▸ Your assignment:
Show each line of the records in which the word "HealthStatus" occurs.

▸ Supplied data:
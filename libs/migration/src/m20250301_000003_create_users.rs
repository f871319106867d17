use sea_orm_migration::{prelude::*, schema::*};

use crate::m20250301_000001_create_roles::Roles;

#[derive(DeriveMigrationName)]
pub struct Migration;

#[async_trait::async_trait]
impl MigrationTrait for Migration {
    async fn up(&self, manager: &SchemaManager) -> Result<(), DbErr> {
        // Create users table
        manager
            .create_table(
                Table::create()
                    .table(Users::Table)
                    .if_not_exists()
                    .col(pk_uuid(Users::Id))
                    .col(string(Users::Username).unique_key())
                    .col(string(Users::Password))
                    .col(uuid(Users::RoleId))
                    .col(
                        timestamp_with_time_zone(Users::CreatedAt)
                            .default(Expr::current_timestamp()),
                    )
                    .col(
                        timestamp_with_time_zone(Users::UpdatedAt)
                            .default(Expr::current_timestamp()),
                    )
                    .foreign_key(
                        ForeignKey::create()
                            .name("fk_users_role_id")
                            .from(Users::Table, Users::RoleId)
                            .to(Roles::Table, Roles::Id)
                            .on_delete(ForeignKeyAction::Restrict),
                    )
                    .to_owned(),
            )
            .await?;

        // Create indexes
        manager
            .create_index(
                Index::create()
                    .name("idx_users_role_id")
                    .table(Users::Table)
                    .col(Users::RoleId)
                    .to_owned(),
            )
            .await?;

        manager
            .create_index(
                Index::create()
                    .name("idx_users_updated_at")
                    .table(Users::Table)
                    .col(Users::UpdatedAt)
                    .to_owned(),
            )
            .await?;

        // Add updated_at trigger
        manager
            .get_connection()
            .execute_unprepared(
                r#"
                CREATE TRIGGER users_touch_updated_at
                    BEFORE UPDATE ON users
                    FOR EACH ROW
                    EXECUTE FUNCTION util.touch_updated_at()
                "#,
            )
            .await?;

        Ok(())
    }

    async fn down(&self, manager: &SchemaManager) -> Result<(), DbErr> {
        manager
            .get_connection()
            .execute_unprepared("DROP TRIGGER IF EXISTS users_touch_updated_at ON users")
            .await?;

        manager
            .drop_table(Table::drop().table(Users::Table).to_owned())
            .await?;

        Ok(())
    }
}

#[derive(DeriveIden)]
enum Users {
    Table,
    Id,
    Username,
    Password,
    RoleId,
    CreatedAt,
    UpdatedAt,
}
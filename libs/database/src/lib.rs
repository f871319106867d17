//! Database library providing the PostgreSQL connector used by the admin backend
//!
//! # Example
//!
//! ```ignore
//! use core_config::FromEnv;
//! use database::postgres::{self, PostgresConfig};
//! use migration::Migrator;
//!
//! let db = postgres::connect_from_config(PostgresConfig::from_env()?).await?;
//! postgres::run_migrations::<Migrator>(&db, "admin_api").await?;
//! ```

pub mod error;
pub mod postgres;

pub use error::{DatabaseError, DatabaseResult};
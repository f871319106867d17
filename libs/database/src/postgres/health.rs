use std::time::Instant;

use sea_orm::{ConnectionTrait, DatabaseBackend, DatabaseConnection, Statement};
use tracing::{debug, warn};

use crate::error::DatabaseError;

/// Round-trips `SELECT 1` through the pool.
pub async fn check_health(db: &DatabaseConnection) -> Result<(), DatabaseError> {
    let ping = Statement::from_string(DatabaseBackend::Postgres, "SELECT 1");
    db.query_one_raw(ping)
        .await
        .map_err(|e| DatabaseError::HealthCheckFailed(e.to_string()))?;
    debug!("PostgreSQL health check succeeded");
    Ok(())
}

/// Outcome of a timed health check, reported by `/health`.
#[derive(Debug, Clone, PartialEq, Eq)]
pub struct HealthStatus {
    pub healthy: bool,
    pub message: Option<String>,
    pub response_time_ms: u64,
}

impl HealthStatus {
    pub fn healthy(response_time_ms: u64) -> Self {
        Self {
            healthy: true,
            message: None,
            response_time_ms,
        }
    }

    pub fn unhealthy(message: impl Into<String>, response_time_ms: u64) -> Self {
        Self {
            healthy: false,
            message: Some(message.into()),
            response_time_ms,
        }
    }
}

/// Like [`check_health`] but never fails; latency is measured either way.
pub async fn check_health_detailed(db: &DatabaseConnection) -> HealthStatus {
    let started = Instant::now();
    let outcome = check_health(db).await;
    let elapsed = u64::try_from(started.elapsed().as_millis()).unwrap_or(u64::MAX);

    match outcome {
        Ok(()) => HealthStatus::healthy(elapsed),
        Err(err) => {
            warn!(error = %err, "database reported unhealthy");
            HealthStatus::unhealthy(err.to_string(), elapsed)
        }
    }
}
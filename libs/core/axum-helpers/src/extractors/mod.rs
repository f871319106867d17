//! Custom extractors for Axum handlers.
//!
//! Rejections are reported with the shared [`crate::ErrorResponse`] envelope.

pub mod uuid_path;
pub mod validated_json;
pub mod validated_query;

pub use uuid_path::UuidPath;
pub use validated_json::ValidatedJson;
pub use validated_query::ValidatedQuery;
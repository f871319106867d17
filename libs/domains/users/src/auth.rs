use tracing::instrument;

use crate::error::UserResult;
use crate::models::{AccessToken, LoginResponse, TokenClaims, UserResponse};
use crate::password::{DUMMY_HASH, PasswordHasher};
use crate::repository::UserRepository;
use crate::service::UsersService;
use crate::token::TokenSigner;

/// Credential checks and token issuance
pub struct AuthService<R, H, S> {
    users: UsersService<R, H>,
    signer: S,
}

impl<R, H, S> AuthService<R, H, S>
where
    R: UserRepository,
    H: PasswordHasher,
    S: TokenSigner,
{
    pub fn new(users: UsersService<R, H>, signer: S) -> Self {
        Self { users, signer }
    }

    pub fn users(&self) -> &UsersService<R, H> {
        &self.users
    }

    /// The user without its password when the credentials match.
    ///
    /// Unknown usernames and wrong passwords both give `None`, and both
    /// pay for one password comparison.
    #[instrument(skip(self, password))]
    pub async fn validate_user(
        &self,
        username: &str,
        password: &str,
    ) -> UserResult<Option<UserResponse>> {
        let Some(user) = self.users.find_by_username(username).await? else {
            self.users.hasher().compare(password, DUMMY_HASH).await;
            return Ok(None);
        };

        if !self.users.hasher().compare(password, &user.password).await {
            return Ok(None);
        }

        Ok(Some(user.into()))
    }

    /// Issue an access token for an already validated user.
    #[instrument(skip(self, user), fields(user_id = %user.id))]
    pub fn login(&self, user: &UserResponse) -> UserResult<LoginResponse> {
        let access_token = self.signer.sign(&TokenClaims { id: user.id })?;

        tracing::info!("Issued access token");
        Ok(LoginResponse {
            data: AccessToken { access_token },
        })
    }
}
use chrono::NaiveDate;
use regex::Regex;
use sea_orm::Order;
use serde::{Deserialize, Serialize};
use std::fmt;
use std::sync::LazyLock;
use utoipa::{IntoParams, ToSchema};
use validator::Validate;

pub const DEFAULT_LIMIT: u64 = 10;
pub const DEFAULT_SORT_BY: &str = "updated_at";

/// Lexical shape of `sort_by`; the entity's sortable list decides the rest
static SORT_COLUMN: LazyLock<Regex> =
    LazyLock::new(|| Regex::new(r"^[a-z_][a-z0-9_]*$").unwrap());

#[derive(Debug, Clone, Copy, Default, PartialEq, Eq, Serialize, Deserialize, ToSchema)]
#[serde(rename_all = "lowercase")]
pub enum SortDirection {
    Asc,
    #[default]
    Desc,
}

impl SortDirection {
    pub fn as_sql(&self) -> &'static str {
        match self {
            SortDirection::Asc => "ASC",
            SortDirection::Desc => "DESC",
        }
    }
}

impl From<SortDirection> for Order {
    fn from(direction: SortDirection) -> Self {
        match direction {
            SortDirection::Asc => Order::Asc,
            SortDirection::Desc => Order::Desc,
        }
    }
}

impl fmt::Display for SortDirection {
    fn fmt(&self, f: &mut fmt::Formatter<'_>) -> fmt::Result {
        f.write_str(self.as_sql())
    }
}

/// Filters shared by every `find` operation.
///
/// Each present field adds exactly one predicate; absent fields add none.
/// Date bounds are inclusive and compared against the date part of the
/// timestamp column.
#[derive(Debug, Clone, Default, PartialEq, Eq, Deserialize, Validate, ToSchema, IntoParams)]
#[into_params(parameter_in = Query)]
pub struct FindParams {
    /// Lower bound for `created_at` (inclusive, `YYYY-MM-DD`)
    pub created_from: Option<NaiveDate>,
    /// Upper bound for `created_at` (inclusive, `YYYY-MM-DD`)
    pub created_to: Option<NaiveDate>,
    pub updated_from: Option<NaiveDate>,
    pub updated_to: Option<NaiveDate>,
    /// Substring matched against the entity's search column
    #[validate(length(min = 1, max = 255))]
    pub search: Option<String>,
    pub offset: Option<u64>,
    #[validate(range(min = 1, max = 1000))]
    pub limit: Option<u64>,
    /// Column to sort by (default `updated_at`), one of the entity's sortable columns
    #[validate(regex(path = *SORT_COLUMN))]
    pub sort_by: Option<String>,
    /// Sort direction (default `desc`)
    pub sort_direction: Option<SortDirection>,
}

impl AsRef<FindParams> for FindParams {
    fn as_ref(&self) -> &FindParams {
        self
    }
}

/// One page of results plus the total number of matching rows.
#[derive(Debug, Clone, PartialEq, Eq, Serialize, ToSchema)]
pub struct Page<T> {
    pub data: Vec<T>,
    pub total: u64,
}

impl<T> Page<T> {
    pub fn map<U>(self, f: impl FnMut(T) -> U) -> Page<U> {
        Page {
            data: self.data.into_iter().map(f).collect(),
            total: self.total,
        }
    }
}
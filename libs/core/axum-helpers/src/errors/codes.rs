//! Type-safe error codes for API responses.
//!
//! Each error code has a string form for clients (e.g. `"VALIDATION_ERROR"`),
//! an integer for logs and monitoring (e.g. `1001`) and a default message.
//!
//! ```rust
//! use axum_helpers::errors::ErrorCode;
//!
//! let code = ErrorCode::ValidationError;
//! assert_eq!(code.as_str(), "VALIDATION_ERROR");
//! assert_eq!(code.code(), 1001);
//! assert_eq!(code.default_message(), "Request validation failed");
//! ```

use serde::{Deserialize, Serialize};
use utoipa::ToSchema;

#[derive(Debug, Clone, Copy, PartialEq, Eq, Hash, Serialize, Deserialize, ToSchema)]
#[serde(rename_all = "SCREAMING_SNAKE_CASE")]
pub enum ErrorCode {
    // Client errors (1000-1999)
    /// Request validation failed
    ValidationError,

    /// Invalid UUID format in path
    InvalidUuid,

    /// JSON body or query string could not be parsed
    JsonExtraction,

    /// Requested resource was not found
    NotFound,

    /// Client input conflicts with stored data
    BadRequest,

    /// Authentication credentials are missing or invalid
    Unauthorized,

    /// Route exists but not for this method
    MethodNotAllowed,

    // Server errors
    /// An unexpected internal server error occurred
    InternalError,

    /// Service is temporarily unavailable
    ServiceUnavailable,

    // Database errors (2000-2999)
    /// Database connection or query error
    DatabaseError,

    /// Constraint violated (unique, foreign key)
    DatabaseConstraint,
}

impl ErrorCode {
    /// String identifier sent to clients
    pub fn as_str(&self) -> &'static str {
        match self {
            Self::ValidationError => "VALIDATION_ERROR",
            Self::InvalidUuid => "INVALID_UUID",
            Self::JsonExtraction => "JSON_EXTRACTION",
            Self::NotFound => "NOT_FOUND",
            Self::BadRequest => "BAD_REQUEST",
            Self::Unauthorized => "UNAUTHORIZED",
            Self::MethodNotAllowed => "METHOD_NOT_ALLOWED",
            Self::InternalError => "INTERNAL_ERROR",
            Self::ServiceUnavailable => "SERVICE_UNAVAILABLE",
            Self::DatabaseError => "DATABASE_ERROR",
            Self::DatabaseConstraint => "DATABASE_CONSTRAINT",
        }
    }

    /// Integer code for logs and monitoring
    pub fn code(&self) -> i32 {
        match self {
            Self::ValidationError => 1001,
            Self::InvalidUuid => 1002,
            Self::JsonExtraction => 1003,
            Self::NotFound => 1004,
            Self::InternalError => 1005,
            Self::Unauthorized => 1006,
            Self::BadRequest => 1007,
            Self::MethodNotAllowed => 1008,
            Self::ServiceUnavailable => 1011,

            Self::DatabaseError => 2003,
            Self::DatabaseConstraint => 2004,
        }
    }

    pub fn default_message(&self) -> &'static str {
        match self {
            Self::ValidationError => "Request validation failed",
            Self::InvalidUuid => "Invalid UUID format",
            Self::JsonExtraction => "Failed to parse request",
            Self::NotFound => "Resource not found",
            Self::BadRequest => "Bad request",
            Self::Unauthorized => "Authentication required",
            Self::MethodNotAllowed => "Method not allowed",
            Self::InternalError => "An internal server error occurred",
            Self::ServiceUnavailable => "Service is temporarily unavailable",
            Self::DatabaseError => "Database error occurred",
            Self::DatabaseConstraint => "Request conflicts with existing data",
        }
    }
}

impl std::fmt::Display for ErrorCode {
    fn fmt(&self, f: &mut std::fmt::Formatter<'_>) -> std::fmt::Result {
        write!(f, "{}", self.as_str())
    }
}

#[cfg(test)]
mod tests {
    use super::*;

    #[test]
    fn test_error_code_string_representation() {
        assert_eq!(ErrorCode::ValidationError.as_str(), "VALIDATION_ERROR");
        assert_eq!(ErrorCode::NotFound.as_str(), "NOT_FOUND");
        assert_eq!(ErrorCode::DatabaseError.as_str(), "DATABASE_ERROR");
    }

    #[test]
    fn test_error_code_integer_codes() {
        assert_eq!(ErrorCode::ValidationError.code(), 1001);
        assert_eq!(ErrorCode::Unauthorized.code(), 1006);
        assert_eq!(ErrorCode::DatabaseError.code(), 2003);
    }

    #[test]
    fn test_error_code_serialization_matches_as_str() {
        for code in [
            ErrorCode::ValidationError,
            ErrorCode::InvalidUuid,
            ErrorCode::BadRequest,
            ErrorCode::DatabaseConstraint,
        ] {
            let json = serde_json::to_string(&code).unwrap();
            assert_eq!(json, format!("\"{}\"", code.as_str()));
        }
    }

    #[test]
    fn test_error_code_display() {
        assert_eq!(ErrorCode::Unauthorized.to_string(), "UNAUTHORIZED");
    }
}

▸ Solution for this exercise:
pub struct HealthStatus {
impl HealthStatus {
pub async fn check_health_detailed(db: &DatabaseConnection) -> HealthStatus {
        Ok(()) => HealthStatus::healthy(elapsed),
            HealthStatus::unhealthy(err.to_string(), elapsed)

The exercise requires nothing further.